◆ **Exercise**
Among the records below, find the lines with the word "Receives" and copy them.

◆ **Data shown**

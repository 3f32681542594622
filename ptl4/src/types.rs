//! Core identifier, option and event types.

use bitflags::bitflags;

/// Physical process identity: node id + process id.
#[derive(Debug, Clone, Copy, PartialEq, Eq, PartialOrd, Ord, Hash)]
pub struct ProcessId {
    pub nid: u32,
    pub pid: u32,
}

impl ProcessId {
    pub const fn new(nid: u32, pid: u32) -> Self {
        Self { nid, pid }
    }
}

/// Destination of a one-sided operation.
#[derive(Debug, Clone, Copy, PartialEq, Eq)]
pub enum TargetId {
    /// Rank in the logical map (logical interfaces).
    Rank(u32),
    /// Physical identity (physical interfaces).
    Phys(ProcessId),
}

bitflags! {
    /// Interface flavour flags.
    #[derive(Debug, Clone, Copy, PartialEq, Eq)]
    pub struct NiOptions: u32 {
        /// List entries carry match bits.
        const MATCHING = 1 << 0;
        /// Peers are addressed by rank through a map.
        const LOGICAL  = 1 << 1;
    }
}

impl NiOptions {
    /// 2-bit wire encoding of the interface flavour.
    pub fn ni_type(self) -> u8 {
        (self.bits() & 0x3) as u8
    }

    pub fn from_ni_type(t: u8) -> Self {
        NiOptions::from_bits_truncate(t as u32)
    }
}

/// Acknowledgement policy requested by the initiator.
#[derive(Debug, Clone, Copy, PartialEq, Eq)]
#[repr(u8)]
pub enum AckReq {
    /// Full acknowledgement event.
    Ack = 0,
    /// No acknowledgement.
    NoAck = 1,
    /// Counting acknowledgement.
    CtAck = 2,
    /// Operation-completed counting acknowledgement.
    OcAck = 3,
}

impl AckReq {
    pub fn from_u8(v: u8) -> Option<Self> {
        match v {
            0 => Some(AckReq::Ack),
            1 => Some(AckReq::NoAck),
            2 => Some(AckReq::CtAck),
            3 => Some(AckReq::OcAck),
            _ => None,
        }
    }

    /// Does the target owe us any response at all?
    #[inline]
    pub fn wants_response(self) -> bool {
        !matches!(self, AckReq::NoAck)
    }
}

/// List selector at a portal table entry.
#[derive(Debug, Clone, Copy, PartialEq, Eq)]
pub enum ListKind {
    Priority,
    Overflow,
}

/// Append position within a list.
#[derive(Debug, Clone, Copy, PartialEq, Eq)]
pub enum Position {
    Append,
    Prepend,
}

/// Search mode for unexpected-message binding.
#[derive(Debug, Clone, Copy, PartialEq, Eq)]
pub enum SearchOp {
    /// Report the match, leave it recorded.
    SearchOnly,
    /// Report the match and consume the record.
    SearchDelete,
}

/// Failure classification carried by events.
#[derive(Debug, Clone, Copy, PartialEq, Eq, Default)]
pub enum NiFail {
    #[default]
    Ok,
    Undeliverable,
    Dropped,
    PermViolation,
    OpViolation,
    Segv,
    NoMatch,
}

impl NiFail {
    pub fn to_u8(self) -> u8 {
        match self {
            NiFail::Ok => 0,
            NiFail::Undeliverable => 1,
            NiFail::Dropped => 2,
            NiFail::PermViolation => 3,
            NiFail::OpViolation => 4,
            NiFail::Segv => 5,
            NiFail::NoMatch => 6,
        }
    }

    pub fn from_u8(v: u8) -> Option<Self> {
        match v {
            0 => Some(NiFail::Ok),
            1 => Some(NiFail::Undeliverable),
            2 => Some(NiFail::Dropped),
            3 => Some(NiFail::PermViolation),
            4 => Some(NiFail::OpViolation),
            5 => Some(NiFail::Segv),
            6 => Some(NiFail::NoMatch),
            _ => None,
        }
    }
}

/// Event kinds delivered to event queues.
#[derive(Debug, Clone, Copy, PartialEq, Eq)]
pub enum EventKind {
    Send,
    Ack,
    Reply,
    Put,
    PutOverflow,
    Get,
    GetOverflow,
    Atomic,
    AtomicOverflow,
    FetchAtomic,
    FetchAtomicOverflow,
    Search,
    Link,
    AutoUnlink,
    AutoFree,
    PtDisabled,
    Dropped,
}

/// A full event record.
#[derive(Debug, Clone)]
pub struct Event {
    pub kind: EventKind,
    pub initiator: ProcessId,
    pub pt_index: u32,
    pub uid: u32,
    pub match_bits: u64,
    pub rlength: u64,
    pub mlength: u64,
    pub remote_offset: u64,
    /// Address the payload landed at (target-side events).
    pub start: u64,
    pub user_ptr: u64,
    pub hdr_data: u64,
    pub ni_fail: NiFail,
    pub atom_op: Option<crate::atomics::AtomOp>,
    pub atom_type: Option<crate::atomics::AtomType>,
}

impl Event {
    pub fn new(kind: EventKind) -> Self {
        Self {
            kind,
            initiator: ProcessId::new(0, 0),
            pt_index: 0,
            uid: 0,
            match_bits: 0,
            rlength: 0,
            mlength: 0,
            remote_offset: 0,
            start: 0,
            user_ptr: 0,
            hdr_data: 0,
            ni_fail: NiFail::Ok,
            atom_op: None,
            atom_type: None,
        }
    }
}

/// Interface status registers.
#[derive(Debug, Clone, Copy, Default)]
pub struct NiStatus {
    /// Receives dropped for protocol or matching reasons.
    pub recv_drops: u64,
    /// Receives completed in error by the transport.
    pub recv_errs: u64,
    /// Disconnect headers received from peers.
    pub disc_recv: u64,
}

==

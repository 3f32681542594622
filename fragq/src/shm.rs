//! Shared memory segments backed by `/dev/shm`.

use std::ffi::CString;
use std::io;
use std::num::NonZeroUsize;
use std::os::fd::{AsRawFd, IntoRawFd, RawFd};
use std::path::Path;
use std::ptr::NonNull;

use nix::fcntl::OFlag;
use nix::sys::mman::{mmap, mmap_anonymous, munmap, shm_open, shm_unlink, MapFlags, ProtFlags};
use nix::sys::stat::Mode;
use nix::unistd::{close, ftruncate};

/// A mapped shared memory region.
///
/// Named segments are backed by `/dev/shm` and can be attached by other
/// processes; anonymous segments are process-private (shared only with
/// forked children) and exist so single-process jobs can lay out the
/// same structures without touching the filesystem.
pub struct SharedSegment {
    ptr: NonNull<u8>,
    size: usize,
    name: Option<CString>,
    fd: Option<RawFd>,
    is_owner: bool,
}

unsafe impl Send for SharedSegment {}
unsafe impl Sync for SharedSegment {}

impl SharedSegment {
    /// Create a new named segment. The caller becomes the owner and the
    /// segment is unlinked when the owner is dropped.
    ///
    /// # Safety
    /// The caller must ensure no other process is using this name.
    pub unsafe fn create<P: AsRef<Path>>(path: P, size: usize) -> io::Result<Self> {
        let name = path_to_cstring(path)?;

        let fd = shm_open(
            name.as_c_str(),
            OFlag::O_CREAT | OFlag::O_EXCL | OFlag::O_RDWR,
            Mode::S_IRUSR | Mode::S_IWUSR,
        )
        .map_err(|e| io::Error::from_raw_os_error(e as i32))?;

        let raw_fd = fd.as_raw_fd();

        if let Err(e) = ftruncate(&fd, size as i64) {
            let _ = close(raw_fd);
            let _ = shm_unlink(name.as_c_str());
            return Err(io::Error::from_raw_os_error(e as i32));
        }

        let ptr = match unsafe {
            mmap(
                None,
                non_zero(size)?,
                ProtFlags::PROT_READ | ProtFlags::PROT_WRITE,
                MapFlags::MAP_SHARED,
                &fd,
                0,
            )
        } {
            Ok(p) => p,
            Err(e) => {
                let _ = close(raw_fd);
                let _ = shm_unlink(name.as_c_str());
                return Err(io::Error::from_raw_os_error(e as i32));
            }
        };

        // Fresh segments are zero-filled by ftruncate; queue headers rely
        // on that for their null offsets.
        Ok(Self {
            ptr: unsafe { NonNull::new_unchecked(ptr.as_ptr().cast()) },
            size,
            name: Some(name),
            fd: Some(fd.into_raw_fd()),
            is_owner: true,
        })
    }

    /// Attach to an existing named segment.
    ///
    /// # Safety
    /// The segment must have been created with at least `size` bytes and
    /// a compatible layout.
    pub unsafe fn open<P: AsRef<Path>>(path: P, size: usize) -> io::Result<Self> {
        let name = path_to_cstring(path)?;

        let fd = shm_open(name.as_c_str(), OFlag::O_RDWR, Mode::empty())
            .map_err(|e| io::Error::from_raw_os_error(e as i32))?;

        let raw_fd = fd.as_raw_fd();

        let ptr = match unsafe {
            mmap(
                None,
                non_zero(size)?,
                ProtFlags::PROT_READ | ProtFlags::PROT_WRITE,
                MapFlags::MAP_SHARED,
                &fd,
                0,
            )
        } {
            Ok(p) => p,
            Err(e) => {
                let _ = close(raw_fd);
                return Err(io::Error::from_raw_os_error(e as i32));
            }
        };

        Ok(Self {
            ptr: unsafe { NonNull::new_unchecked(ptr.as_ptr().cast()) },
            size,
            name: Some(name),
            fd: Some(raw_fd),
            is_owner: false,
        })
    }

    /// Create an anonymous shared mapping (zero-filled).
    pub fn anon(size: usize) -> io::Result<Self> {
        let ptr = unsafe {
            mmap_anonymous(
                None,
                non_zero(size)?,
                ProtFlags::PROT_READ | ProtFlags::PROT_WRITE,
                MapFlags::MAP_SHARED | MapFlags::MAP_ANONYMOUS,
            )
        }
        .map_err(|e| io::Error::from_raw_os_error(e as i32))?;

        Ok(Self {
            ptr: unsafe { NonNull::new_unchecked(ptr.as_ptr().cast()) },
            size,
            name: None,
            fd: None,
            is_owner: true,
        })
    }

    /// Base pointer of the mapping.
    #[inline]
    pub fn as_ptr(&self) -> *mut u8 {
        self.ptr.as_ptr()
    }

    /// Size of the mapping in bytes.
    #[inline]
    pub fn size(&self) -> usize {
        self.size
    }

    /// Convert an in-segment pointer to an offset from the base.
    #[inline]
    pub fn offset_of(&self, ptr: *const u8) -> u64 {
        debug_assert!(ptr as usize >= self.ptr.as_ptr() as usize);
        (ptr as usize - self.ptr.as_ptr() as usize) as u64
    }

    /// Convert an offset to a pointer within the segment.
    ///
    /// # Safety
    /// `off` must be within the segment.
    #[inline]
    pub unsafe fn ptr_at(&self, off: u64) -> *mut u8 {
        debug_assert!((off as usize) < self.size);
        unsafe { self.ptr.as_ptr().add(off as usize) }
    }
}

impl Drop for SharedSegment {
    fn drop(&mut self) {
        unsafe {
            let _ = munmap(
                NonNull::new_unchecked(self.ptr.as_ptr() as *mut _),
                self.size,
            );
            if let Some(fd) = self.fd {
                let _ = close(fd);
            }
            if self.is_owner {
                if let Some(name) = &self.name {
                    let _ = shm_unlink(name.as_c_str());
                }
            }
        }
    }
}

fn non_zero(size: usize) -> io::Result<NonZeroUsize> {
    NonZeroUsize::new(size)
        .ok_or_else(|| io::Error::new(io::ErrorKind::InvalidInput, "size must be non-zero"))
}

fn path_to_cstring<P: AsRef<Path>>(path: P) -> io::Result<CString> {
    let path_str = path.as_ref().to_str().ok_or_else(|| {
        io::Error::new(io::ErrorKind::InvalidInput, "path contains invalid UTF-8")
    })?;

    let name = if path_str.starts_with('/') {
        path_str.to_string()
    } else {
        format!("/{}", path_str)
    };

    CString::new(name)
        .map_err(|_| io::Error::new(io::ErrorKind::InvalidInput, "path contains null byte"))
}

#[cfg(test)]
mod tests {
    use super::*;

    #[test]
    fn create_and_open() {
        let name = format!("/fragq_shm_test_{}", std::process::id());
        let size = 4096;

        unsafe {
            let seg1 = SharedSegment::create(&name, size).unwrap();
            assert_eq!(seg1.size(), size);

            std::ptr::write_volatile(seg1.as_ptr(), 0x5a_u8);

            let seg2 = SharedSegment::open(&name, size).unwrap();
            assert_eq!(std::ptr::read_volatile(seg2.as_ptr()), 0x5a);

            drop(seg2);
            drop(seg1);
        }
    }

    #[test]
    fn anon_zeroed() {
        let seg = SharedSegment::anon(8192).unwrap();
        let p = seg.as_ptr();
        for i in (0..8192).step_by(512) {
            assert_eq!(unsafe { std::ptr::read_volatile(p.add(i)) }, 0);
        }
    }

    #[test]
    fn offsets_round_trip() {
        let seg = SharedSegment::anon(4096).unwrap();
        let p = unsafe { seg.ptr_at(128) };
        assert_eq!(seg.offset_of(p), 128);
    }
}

◆ **Response**
    /// Receives dropped for protocol or matching reasons.
    /// Receives completed in error by the transport.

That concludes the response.